Parole, posture e pratiche che riabilitano e debilitano nei percorsi di accoglienza richiedenti asilo e rifugiate
Parole chiave:
rifugiate, materno, riabilitazione, progetti, operatriciAbstract
Nel nostro lavoro con rifugiate e richiedenti asilo, ci siamo trovate spesso a riflettere sul linguaggio e sulle pratiche che emergono nei percorsi di accoglienza e integrazione. Questo contributo indaga le parole e le posture che, pur avendo l’intenzione di «riabilitare» e sostenere, finiscono talvolta per creare dinamiche di potere asimmetriche, riproducendo processi che debilitano i soggetti.

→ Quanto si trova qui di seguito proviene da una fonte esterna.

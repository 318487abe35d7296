//! MCP tool implementations.
//!
//! - `query`: read-only SQL (`sqlite_run_sql`)
//! - `ddl`: schema changes and column drops
//! - `schema`: table listing and description
//! - `write`: typed insert/update/delete/upsert
//! - `aggregate`: count, aggregate and join helpers
//! - `transfer`: CSV and JSON import/export
//! - `maintenance`: backup, restore, vacuum, analyze, integrity check
//! - `demo`: demo table seeding
//! - `proxy`: passthrough to another MCP server
//! - `sql_validator`: the statement gatekeeper for caller-written SQL

pub mod aggregate;
pub mod ddl;
pub mod demo;
pub mod format;
pub mod maintenance;
pub mod predicate;
pub mod proxy;
pub mod query;
pub mod schema;
pub mod sql_validator;
pub mod transfer;
pub mod write;

pub use aggregate::AggregateToolHandler;
pub use ddl::DdlToolHandler;
pub use maintenance::MaintenanceToolHandler;
pub use proxy::ProxyToolHandler;
pub use query::{QueryToolHandler, RunSqlInput, RunSqlOutput};
pub use schema::SchemaToolHandler;
pub use transfer::TransferToolHandler;
pub use write::WriteToolHandler;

Concentrandoci sul concetto di «materno» come etichetta riabilitativa e allo stesso tempo disabilitante, esploriamo le implicazioni di questa categorizzazione, che influisce sia sulle rifugiate, viste come madri meritevoli di protezione, sia sulle operatrici, spesso giudicate per la loro inclinazione o meno a una postura «materna» nei confronti delle assistite. Attraverso frammenti etnografici, analizziamo come il materno diventi una misura di giudizio che determina chi sia considerata/o degna/o di inclusione o esclusione, e come ciò rifletta pratiche di controllo più ampie. Infine, proponiamo una lettura critica delle pratiche di accoglienza, evidenziando come il materno, anziché facilitare un’integrazione autentica, spesso consolida gerarchie che limitano la reale emancipazione sia delle rifugiate sia delle professioniste coinvolte.